Ibu Vita memandangi anaknya itu, "memangnya kenapa kalau janda? Dia kan usianya lebih muda dari kamu, dia juga sukses, dia cantik dan belum punya anak lho!"
"Bukan masalah cantik dan sukses, tapi kita kan nggak tau penyebab perceraian Silvia dan suaminya itu karena apa. Bisa aja karena Silvia itu terlalu sibuk dengan bisnisnya, sehingga dia tidak mengurusi suaminya, karena biasanya seorang wanita yang mandiri dan sukses seperti itu, suka meremehkan laki-laki. Dia sudah tidak butuh laki-laki, karena merasa sudah bisa mencari uang sendiri." Jelas Narendra.
"Jadi, kamu minder dengan wanita seperti itu? Kamu juga kan nggak kalah sukses." Lanjut sang ibu.
"Bukannya begitu Bu, aku ingin seorang istri yang benar-benar bisa melayaniku dan bisa menuruti perintahku sebagai seorang suaminya."
Kesuksesan dan kecantikan seorang wanita tidak menjadi tolak ukur bagi Narendra dalam memilihnya, tapi perilaku yang baiklah yang menjadi penentu terbesar. Rasanya sulit baginya untuk menemukan wanita seperti itu di jaman sekarang ini.

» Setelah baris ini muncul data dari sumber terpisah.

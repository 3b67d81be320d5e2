//! Physics entity shared by the player and enemies.
//!
//! Movement resolves against the tilemap one axis at a time: the X step is
//! applied and pushed out of solids, then the Y step. Resolving X first makes
//! walls stop horizontal motion before gravity gets a say, which is what
//! keeps wall slides and wall jumps stable.

use macroquad::prelude::*;

use crate::asset::{Animation, AnimationCatalog};
use crate::world::Tilemap;

/// Downward acceleration per tick.
pub const GRAVITY: f32 = 0.1;
/// Terminal fall speed.
pub const MAX_FALL_SPEED: f32 = 5.0;
/// Sprites are padded a little beyond the collision box.
pub const ANIM_OFFSET: Vec2 = vec2(-3.0, -3.0);

/// Which sides of the entity touched a solid during the last update.
#[derive(Debug, Clone, Copy, Default, PartialEq, Eq)]
pub struct Collisions {
    pub up: bool,
    pub down: bool,
    pub left: bool,
    pub right: bool,
}

/// What the entity is currently doing, drives sprite selection.
#[derive(Debug, Clone, Copy, PartialEq, Eq)]
pub enum ActionState {
    Idle,
    Run,
    Jump,
    WallSlide,
}

/// Which sprite family an entity draws from.
#[derive(Debug, Clone, Copy, PartialEq, Eq)]
pub enum EntityKind {
    Player,
    Enemy,
}

impl EntityKind {
    /// Sprite set for an action. Enemies have no air sprites, they reuse
    /// their idle set.
    fn sprite_key(&self, action: ActionState) -> &'static str {
        match (self, action) {
            (EntityKind::Player, ActionState::Idle) => "player/idle",
            (EntityKind::Player, ActionState::Run) => "player/run",
            (EntityKind::Player, ActionState::Jump) => "player/jump",
            (EntityKind::Player, ActionState::WallSlide) => "player/wall_slide",
            (EntityKind::Enemy, ActionState::Run) => "enemy/run",
            (EntityKind::Enemy, _) => "enemy/idle",
        }
    }
}

/// Rect overlap that excludes shared edges.
///
/// `Rect::overlaps` in macroquad is inclusive, so an entity standing exactly
/// on a tile would count as colliding and get pushed every tick. Contact
/// without penetration must not collide.
pub(crate) fn rects_overlap(a: &Rect, b: &Rect) -> bool {
    a.x < b.x + b.w && a.x + a.w > b.x && a.y < b.y + b.h && a.y + a.h > b.y
}

/// A physics body with a sprite.
#[derive(Debug, Clone)]
pub struct Entity {
    pub kind: EntityKind,
    pub pos: Vec2,
    pub size: Vec2,
    pub velocity: Vec2,
    pub collisions: Collisions,
    pub action: ActionState,
    pub animation: Animation,
    pub flip: bool,
    /// Total movement applied last tick, input plus velocity.
    pub last_movement: Vec2,
}

impl Entity {
    pub fn new(kind: EntityKind, catalog: &AnimationCatalog, pos: Vec2, size: Vec2) -> Self {
        let action = ActionState::Idle;
        Self {
            kind,
            pos,
            size,
            velocity: Vec2::ZERO,
            collisions: Collisions::default(),
            action,
            animation: catalog.spec(kind.sprite_key(action)).instantiate(),
            flip: false,
            last_movement: Vec2::ZERO,
        }
    }

    pub fn rect(&self) -> Rect {
        Rect::new(self.pos.x, self.pos.y, self.size.x, self.size.y)
    }

    pub fn center(&self) -> Vec2 {
        self.pos + self.size * 0.5
    }

    /// Switch action, restarting the animation only on a real change.
    pub fn set_action(&mut self, catalog: &AnimationCatalog, action: ActionState) {
        if action != self.action {
            self.action = action;
            self.animation = catalog.spec(self.kind.sprite_key(action)).instantiate();
        }
    }

    /// Apply one tick of movement with axis-separated collision resolution.
    ///
    /// `movement` is the externally driven part (input, AI); velocity is
    /// added on top. X resolves before Y.
    pub fn update(&mut self, tilemap: &Tilemap, movement: Vec2) {
        self.collisions = Collisions::default();
        let frame_movement = movement + self.velocity;

        self.pos.x += frame_movement.x;
        let mut rect = self.rect();
        for tile_rect in tilemap.physics_rects_around(self.pos) {
            if rects_overlap(&rect, &tile_rect) {
                if frame_movement.x > 0.0 {
                    rect.x = tile_rect.x - rect.w;
                    self.collisions.right = true;
                } else if frame_movement.x < 0.0 {
                    rect.x = tile_rect.x + tile_rect.w;
                    self.collisions.left = true;
                }
                self.pos.x = rect.x;
            }
        }

        self.pos.y += frame_movement.y;
        let mut rect = self.rect();
        for tile_rect in tilemap.physics_rects_around(self.pos) {
            if rects_overlap(&rect, &tile_rect) {
                if frame_movement.y > 0.0 {
                    rect.y = tile_rect.y - rect.h;
                    self.collisions.down = true;
                } else if frame_movement.y < 0.0 {
                    rect.y = tile_rect.y + tile_rect.h;
                    self.collisions.up = true;
                }
                self.pos.y = rect.y;
            }
        }

        if frame_movement.x > 0.0 {
            self.flip = false;
        } else if frame_movement.x < 0.0 {
            self.flip = true;
        }

        self.last_movement = frame_movement;

        self.velocity.y = (self.velocity.y + GRAVITY).min(MAX_FALL_SPEED);
        if self.collisions.down || self.collisions.up {
            self.velocity.y = 0.0;
        }

        self.animation.update();
    }

    /// Draw at the sprite anchor, mirrored when facing left.
    pub fn render(&self, assets: &crate::asset::AssetLibrary, scroll: Vec2) {
        let key = self.kind.sprite_key(self.action);
        let texture = assets.image(key, self.animation.image_index());
        let dest = self.pos + ANIM_OFFSET - scroll;
        draw_texture_ex(
            texture,
            dest.x,
            dest.y,
            WHITE,
            DrawTextureParams {
                flip_x: self.flip,
                ..Default::default()
            },
        );
    }
}

// ============================================================================
// Tests
// ============================================================================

"Kan memang tugas seorang istri seperti itu, ibu yakin Silvia bisa menjadi istri yang baik, apalagi dia sudah berpengalaman dan sudah pernah gagal, pastinya dia akan lebih baik."
"Belum tentu, Bu. Aku malah takut mempunyai istri yang juga sukses, takut dia nggak patuh sama suaminya."
"Bro, kalau banyak ketakutan seperti itu dalam diri lo, gimana lo mau menikah? Sedangkan usia lo terus berjalan, lama-lama semakin tua! Jangan sampai gue yang lebih dulu menikah." Tutur Ferdi.
"Nggak apa-apa lo duluan aja, silahkan!" Balas Narendra.